14. The method according to claim 13, wherein, The outer sleeve is located in the underwater wellbore, such that when the wellhead is placed in the outer sleeve, the air in the space between the retaining sleeve and the outer surface of the wellhead casing is replaced by water.
15. The method according to claim 8, wherein, The retaining sleeve has an inner surface, the entire inner surface of which engages with the outer surface of one or both of the first end of the wellhead body and the wellhead casing.
16. The method according to claim 15, wherein, The retaining sleeve is made of a material capable of retaining water, and the outer sleeve is located in the underwater wellbore such that when the wellhead is placed in the outer sleeve, water is drawn in and retained by the retaining sleeve.
17. The method according to claim 15, wherein, The retaining sleeve includes a solid spacer sleeve made of a material that can be dissolved or eroded to be replaced by the fluid sleeve.
18. The method according to claim 17, wherein, The spacer sleeve is made of a water-soluble material.
19. The method according to claim 17 or 18, wherein, The wellhead is also provided with an injection pipeline, through which liquid can be injected to contact the spacer sleeve.

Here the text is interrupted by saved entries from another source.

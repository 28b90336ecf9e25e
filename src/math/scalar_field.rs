// src/math/scalar_field.rs

use crate::math::types::Point2D;

/// Trait für ein zweidimensionales, abgetastetes Skalarfeld.
/// Ermöglicht es Algorithmen wie Marching Squares, auf verschiedenen
/// Feldimplementierungen zu operieren.
pub trait ScalarField2D {
    /// Anzahl der Stützstellen entlang der x-Achse.
    fn width(&self) -> usize;

    /// Anzahl der Stützstellen entlang der y-Achse.
    fn height(&self) -> usize;

    /// Gibt den Skalarwert an der Stützstelle (x_idx, y_idx) zurück.
    fn get_value(&self, x_idx: usize, y_idx: usize) -> f64;

    /// Weltkoordinaten der Stützstelle (x_idx, y_idx).
    /// Die Abstände müssen nicht gleichmäßig sein.
    fn sample_to_world(&self, x_idx: usize, y_idx: usize) -> Point2D;
}
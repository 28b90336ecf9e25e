// src/physics/electrostatics/field.rs

use super::{charge::ChargeSet, grid::SampleGrid, source::FieldSource};
use crate::math::{error::*, scalar_field::ScalarField2D, types::*};
use bevy::log::debug;
use nalgebra::DMatrix;
use serde::{Deserialize, Serialize};

/// Ergebnis einer Gitterauswertung.
///
/// Alle drei Matrizen haben die Form (Anzahl y-Werte, Anzahl x-Werte);
/// Element `(y_idx, x_idx)` gehört zum Punkt `(xs[x_idx], ys[y_idx])`.
#[derive(Debug, Clone, PartialEq, Serialize, Deserialize)]
pub struct FieldEvaluation {
    pub grid: SampleGrid,
    pub ex: DMatrix<f64>,
    pub ey: DMatrix<f64>,
    pub potential: DMatrix<f64>,
}

impl FieldEvaluation {
    /// (Zeilen, Spalten), identisch für `ex`, `ey` und `potential`
    pub fn shape(&self) -> (usize, usize) {
        self.potential.shape()
    }

    pub fn field_sample(&self, x_idx: usize, y_idx: usize) -> DVec2 {
        DVec2::new(self.ex[(y_idx, x_idx)], self.ey[(y_idx, x_idx)])
    }

    pub fn potential_sample(&self, x_idx: usize, y_idx: usize) -> f64 {
        self.potential[(y_idx, x_idx)]
    }

    /// Betrag |E| je Stützstelle
    pub fn field_magnitude(&self) -> DMatrix<f64> {
        self.ex.zip_map(&self.ey, |ex, ey| ex.hypot(ey))
    }

    /// Minimum und Maximum der endlichen Potentialwerte
    pub fn potential_range(&self) -> Option<(f64, f64)> {
        self.potential
            .iter()
            .copied()
            .filter(|v| v.is_finite())
            .fold(None, |range, v| match range {
                None => Some((v, v)),
                Some((lo, hi)) => Some((lo.min(v), hi.max(v))),
            })
    }

    /// Sicht auf das Potential als Skalarfeld (z. B. für Marching Squares)
    pub fn potential_field(&self) -> PotentialField<'_> {
        PotentialField { evaluation: self }
    }
}

/// Potential einer `FieldEvaluation` als `ScalarField2D`.
#[derive(Debug, Clone, Copy)]
pub struct PotentialField<'a> {
    evaluation: &'a FieldEvaluation,
}

impl ScalarField2D for PotentialField<'_> {
    fn width(&self) -> usize {
        self.evaluation.grid.xs().len()
    }

    fn height(&self) -> usize {
        self.evaluation.grid.ys().len()
    }

    fn get_value(&self, x_idx: usize, y_idx: usize) -> f64 {
        self.evaluation.potential_sample(x_idx, y_idx)
    }

    fn sample_to_world(&self, x_idx: usize, y_idx: usize) -> Point2D {
        self.evaluation.grid.point_at(x_idx, y_idx)
    }
}

/// Reine Auswertungsfunktionen über einer `ChargeSet`.
pub struct FieldEvaluator;

impl FieldEvaluator {
    /// Wertet Feld (Ex, Ey) und Potential V auf allen Gitterpunkten aus.
    ///
    /// Pro Stützstelle wird über die Ladungen in Einfügereihenfolge summiert.
    /// Fällt eine Stützstelle exakt auf eine Ladung, entstehen dort ±∞/NaN.
    pub fn evaluate(charges: &ChargeSet, grid: &SampleGrid) -> MathResult<FieldEvaluation> {
        charges.require_non_empty("field evaluation")?;

        let (rows, cols) = grid.shape();
        let mut ex = DMatrix::<f64>::zeros(rows, cols);
        let mut ey = DMatrix::<f64>::zeros(rows, cols);
        let mut potential = DMatrix::<f64>::zeros(rows, cols);

        for y_idx in 0..rows {
            for x_idx in 0..cols {
                let point = grid.point_at(x_idx, y_idx);

                let mut field = DVec2::ZERO;
                let mut v = 0.0;
                for charge in charges {
                    field += charge.field_at(point);
                    v += charge.potential_at(point);
                }

                ex[(y_idx, x_idx)] = field.x;
                ey[(y_idx, x_idx)] = field.y;
                potential[(y_idx, x_idx)] = v;
            }
        }

        debug!(
            "Evaluated {} charges on {}x{} grid",
            charges.len(),
            cols,
            rows
        );

        Ok(FieldEvaluation {
            grid: grid.clone(),
            ex,
            ey,
            potential,
        })
    }

    /// Feldvektor an einem einzelnen Punkt.
    pub fn field_at(charges: &ChargeSet, point: Point2D) -> MathResult<DVec2> {
        charges.require_non_empty("field evaluation")?;
        Ok(charges.field_at(point))
    }

    /// Potential an einem einzelnen Punkt.
    pub fn potential_at(charges: &ChargeSet, point: Point2D) -> MathResult<f64> {
        charges.require_non_empty("potential evaluation")?;
        Ok(charges.potential_at(point))
    }
}

#[cfg(test)]
mod tests {
    use super::*;
    use super::super::charge::Charge;
    use crate::math::utils::{constants::COULOMB_K, numerical::linspace};
    use approx::{assert_abs_diff_eq, assert_relative_eq};

    fn square_grid(extent: f64, samples: usize) -> SampleGrid {
        let axis = linspace(-extent, extent, samples).unwrap();
        SampleGrid::new(axis.clone(), axis).unwrap()
    }

    fn mixed_charges() -> ChargeSet {
        ChargeSet::builder()
            .with_charge(2e-9, Point2D::new(-0.7, 0.3))
            .with_charge(-1e-9, Point2D::new(1.1, -0.4))
            .with_charge(5e-10, Point2D::new(0.2, 1.3))
            .build()
    }

    #[test]
    fn test_single_charge_grid_field() {
        let q = 1e-9;
        let charges = ChargeSet::builder().with_charge(q, Point2D::ZERO).build();
        // gerade Anzahl: kein Gitterpunkt fällt auf den Ursprung
        let evaluation = FieldEvaluator::evaluate(&charges, &square_grid(3.0, 10)).unwrap();

        for y_idx in 0..10 {
            for x_idx in 0..10 {
                let point = evaluation.grid.point_at(x_idx, y_idx);
                let field = evaluation.field_sample(x_idx, y_idx);
                let r = point.length();
                assert_relative_eq!(field.length(), COULOMB_K * q / (r * r), max_relative = 1e-12);
                assert_relative_eq!(field.normalize().dot(point / r), 1.0, epsilon = 1e-12);
                assert!(evaluation.potential_sample(x_idx, y_idx) > 0.0);
            }
        }
    }

    #[test]
    fn test_superposition() {
        let charges = mixed_charges();
        let grid = SampleGrid::new(vec![-2.0, -0.5, 0.25, 1.5], vec![-1.0, 0.0, 2.0]).unwrap();
        let combined = FieldEvaluator::evaluate(&charges, &grid).unwrap();

        let singles: Vec<FieldEvaluation> = charges
            .iter()
            .map(|charge| {
                let single: ChargeSet = std::iter::once(*charge).collect();
                FieldEvaluator::evaluate(&single, &grid).unwrap()
            })
            .collect();

        let (rows, cols) = combined.shape();
        for y_idx in 0..rows {
            for x_idx in 0..cols {
                let ex: f64 = singles.iter().map(|s| s.ex[(y_idx, x_idx)]).sum();
                let ey: f64 = singles.iter().map(|s| s.ey[(y_idx, x_idx)]).sum();
                let v: f64 = singles.iter().map(|s| s.potential[(y_idx, x_idx)]).sum();
                assert_relative_eq!(combined.ex[(y_idx, x_idx)], ex, max_relative = 1e-12);
                assert_relative_eq!(combined.ey[(y_idx, x_idx)], ey, max_relative = 1e-12);
                assert_relative_eq!(combined.potential[(y_idx, x_idx)], v, max_relative = 1e-12);
            }
        }
    }

    #[test]
    fn test_negative_charge_potential_is_negative() {
        let charges = ChargeSet::builder()
            .with_charge(-4e-9, Point2D::new(0.1, 0.1))
            .build();
        let evaluation = FieldEvaluator::evaluate(&charges, &square_grid(2.0, 9)).unwrap();
        assert!(evaluation.potential.iter().all(|&v| v < 0.0));
    }

    #[test]
    fn test_dipole_potential_vanishes_at_origin() {
        let charges = ChargeSet::builder()
            .with_charge(3e-9, Point2D::new(-1.5, 0.0))
            .with_charge(-3e-9, Point2D::new(1.5, 0.0))
            .build();
        let v = FieldEvaluator::potential_at(&charges, Point2D::ZERO).unwrap();
        assert_abs_diff_eq!(v, 0.0, epsilon = 1e-9);

        // Auch auf dem Gitter: mittlere Spalte liegt auf x = 0
        let evaluation = FieldEvaluator::evaluate(&charges, &square_grid(3.0, 7)).unwrap();
        for y_idx in 0..7 {
            assert_abs_diff_eq!(evaluation.potential_sample(3, y_idx), 0.0, epsilon = 1e-9);
        }
    }

    #[test]
    fn test_grid_consistency() {
        let charges = mixed_charges();
        let grid = SampleGrid::new(vec![-1.0, 0.0, 0.5, 3.0, 4.0], vec![-2.0, 1.0, 2.5]).unwrap();
        let evaluation = FieldEvaluator::evaluate(&charges, &grid).unwrap();

        assert_eq!(evaluation.ex.shape(), (3, 5));
        assert_eq!(evaluation.ey.shape(), (3, 5));
        assert_eq!(evaluation.potential.shape(), (3, 5));

        // Jede Matrixzelle entspricht derselben Punktabfrage
        for y_idx in 0..3 {
            for x_idx in 0..5 {
                let point = Point2D::new(grid.xs()[x_idx], grid.ys()[y_idx]);
                let field = FieldEvaluator::field_at(&charges, point).unwrap();
                let v = FieldEvaluator::potential_at(&charges, point).unwrap();
                assert_eq!(evaluation.field_sample(x_idx, y_idx), field);
                assert_eq!(evaluation.potential_sample(x_idx, y_idx), v);
            }
        }
    }

    #[test]
    fn test_degenerate_sample_is_not_finite() {
        let charges = ChargeSet::builder()
            .with_charge(1e-9, Point2D::new(1.0, 0.0))
            .build();
        let grid = SampleGrid::new(vec![0.0, 1.0, 2.0], vec![-1.0, 0.0, 1.0]).unwrap();
        let evaluation = FieldEvaluator::evaluate(&charges, &grid).unwrap();

        let field = evaluation.field_sample(1, 1);
        let v = evaluation.potential_sample(1, 1);
        assert!(!field.x.is_finite() || !field.y.is_finite() || !v.is_finite());
        // übrige Stützstellen bleiben endlich
        assert!(evaluation.potential_sample(0, 0).is_finite());
        assert!(evaluation.potential_range().is_some());
    }

    #[test]
    fn test_empty_charge_set_is_invalid_input() {
        let empty = ChargeSet::default();
        let grid = square_grid(1.0, 3);
        assert!(matches!(
            FieldEvaluator::evaluate(&empty, &grid),
            Err(MathError::InvalidInput { .. })
        ));
        assert!(FieldEvaluator::field_at(&empty, Point2D::ZERO).is_err());
        assert!(FieldEvaluator::potential_at(&empty, Point2D::ZERO).is_err());
    }

    #[test]
    fn test_potential_field_view_matches_matrix() {
        let charges = mixed_charges();
        let grid = SampleGrid::new(vec![-1.0, 2.0], vec![0.5, 1.0, 1.5]).unwrap();
        let evaluation = FieldEvaluator::evaluate(&charges, &grid).unwrap();
        let view = evaluation.potential_field();

        assert_eq!(view.width(), 2);
        assert_eq!(view.height(), 3);
        assert_eq!(view.get_value(1, 2), evaluation.potential[(2, 1)]);
        assert_eq!(view.sample_to_world(1, 2), Point2D::new(2.0, 1.5));

        let magnitude = evaluation.field_magnitude();
        assert_relative_eq!(
            magnitude[(2, 1)],
            evaluation.field_sample(1, 2).length(),
            max_relative = 1e-12
        );
    }

    #[test]
    fn test_field_from_charge_matches_coulomb_formula() {
        let charge = Charge::new(-2e-9, Point2D::new(0.5, -0.5));
        let point = Point2D::new(2.0, 1.5);
        let charges: ChargeSet = std::iter::once(charge).collect();
        let field = FieldEvaluator::field_at(&charges, point).unwrap();

        let dx = point.x - 0.5;
        let dy = point.y + 0.5;
        let r3 = (dx * dx + dy * dy).sqrt().powi(3);
        assert_relative_eq!(field.x, COULOMB_K * -2e-9 * dx / r3, max_relative = 1e-12);
        assert_relative_eq!(field.y, COULOMB_K * -2e-9 * dy / r3, max_relative = 1e-12);
    }
}
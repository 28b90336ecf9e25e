// src/math/error.rs
use thiserror::Error;

#[derive(Error, Debug, Clone, PartialEq)]
pub enum MathError {
    #[error("Invalid input: {message}")]
    InvalidInput { message: String },

    #[error("Insufficient points for operation: expected at least {expected}, got {actual}")]
    InsufficientPoints { expected: usize, actual: usize },

    #[error("Invalid configuration: {message}")]
    InvalidConfiguration { message: String },

    #[error("Invalid sample grid ({axis} axis): {reason}")]
    InvalidGrid { axis: &'static str, reason: String },
}

pub type MathResult<T> = Result<T, MathError>;
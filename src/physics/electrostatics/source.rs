// src/physics/electrostatics/source.rs

use super::charge::{Charge, ChargeSet};
use crate::math::types::*;
use crate::math::utils::constants::COULOMB_K;

/// Trait für alles, was ein elektrostatisches Feld erzeugt.
///
/// Abstände von Null werden nicht abgefangen: die Terme liefern dann
/// ±∞ bzw. NaN nach IEEE-754.
pub trait FieldSource: std::fmt::Debug {
    /// Feldvektor (Ex, Ey) am Punkt `point`
    fn field_at(&self, point: Point2D) -> DVec2;

    /// Skalares Potential am Punkt `point` (Referenz: 0 im Unendlichen)
    fn potential_at(&self, point: Point2D) -> f64;

    /// Name/Typ der Quelle für Debugging
    fn source_type(&self) -> &'static str {
        "Unknown"
    }
}

impl FieldSource for Charge {
    fn field_at(&self, point: Point2D) -> DVec2 {
        let r = point - self.position();
        let r_mag = r.length();
        // k·q·r / |r|³
        r * (COULOMB_K * self.magnitude() / (r_mag * r_mag * r_mag))
    }

    fn potential_at(&self, point: Point2D) -> f64 {
        COULOMB_K * self.magnitude() / (point - self.position()).length()
    }

    fn source_type(&self) -> &'static str {
        "Charge"
    }
}

/// Superposition in Einfügereihenfolge (links nach rechts akkumuliert).
impl FieldSource for ChargeSet {
    fn field_at(&self, point: Point2D) -> DVec2 {
        self.iter()
            .fold(DVec2::ZERO, |acc, charge| acc + charge.field_at(point))
    }

    fn potential_at(&self, point: Point2D) -> f64 {
        self.iter()
            .fold(0.0, |acc, charge| acc + charge.potential_at(point))
    }

    fn source_type(&self) -> &'static str {
        "ChargeSet"
    }
}

#[cfg(test)]
mod tests {
    use super::*;
    use approx::assert_relative_eq;

    #[test]
    fn test_single_charge_points_radially_outward() {
        let q = 1e-9;
        let charge = Charge::new(q, Point2D::ZERO);

        for point in [
            Point2D::new(1.0, 0.0),
            Point2D::new(-0.5, 2.0),
            Point2D::new(3.0, -4.0),
        ] {
            let field = charge.field_at(point);
            let distance = point.length();
            assert_relative_eq!(field.length(), COULOMB_K * q / (distance * distance), max_relative = 1e-12);
            // gleiche Richtung wie der Ortsvektor
            assert_relative_eq!(field.normalize().dot(point.normalize()), 1.0, epsilon = 1e-12);
        }
    }

    #[test]
    fn test_potential_sign_follows_charge_sign() {
        let positive = Charge::new(2e-9, Point2D::new(0.5, 0.5));
        let negative = Charge::new(-2e-9, Point2D::new(0.5, 0.5));
        for point in [Point2D::new(0.0, 0.0), Point2D::new(10.0, -3.0), Point2D::new(0.5, 0.6)] {
            assert!(positive.potential_at(point) > 0.0);
            assert!(negative.potential_at(point) < 0.0);
        }
    }

    #[test]
    fn test_coincident_point_is_not_finite() {
        let charge = Charge::new(1e-9, Point2D::new(1.0, 1.0));
        let field = charge.field_at(Point2D::new(1.0, 1.0));
        let potential = charge.potential_at(Point2D::new(1.0, 1.0));
        assert!(!field.is_finite() || !potential.is_finite());
        assert!(potential.is_infinite());
    }

    #[test]
    fn test_charge_set_is_left_to_right_sum() {
        let set = ChargeSet::builder()
            .with_charge(1e-9, Point2D::new(-1.0, 0.0))
            .with_charge(-3e-9, Point2D::new(2.0, 1.0))
            .with_charge(5e-10, Point2D::new(0.0, -2.0))
            .build();
        let point = Point2D::new(0.3, 0.7);

        let mut expected_field = DVec2::ZERO;
        let mut expected_potential = 0.0;
        for charge in &set {
            expected_field += charge.field_at(point);
            expected_potential += charge.potential_at(point);
        }

        assert_eq!(set.field_at(point), expected_field);
        assert_eq!(set.potential_at(point), expected_potential);
    }
}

The method includes the following steps: after injecting cement slurry, injecting liquid into the injection pipeline.
20. The method according to claim 8 or 9, wherein, The wellhead or the outer casing has at least one injection port extending into the annular space, and the method includes the steps of: after injecting cement slurry into the annular space and before the cement hardens, forming the fluid sleeve by injecting a portion of the cement slurry out of the annular space by injecting a non-cementous liquid through the injection port into the annular space.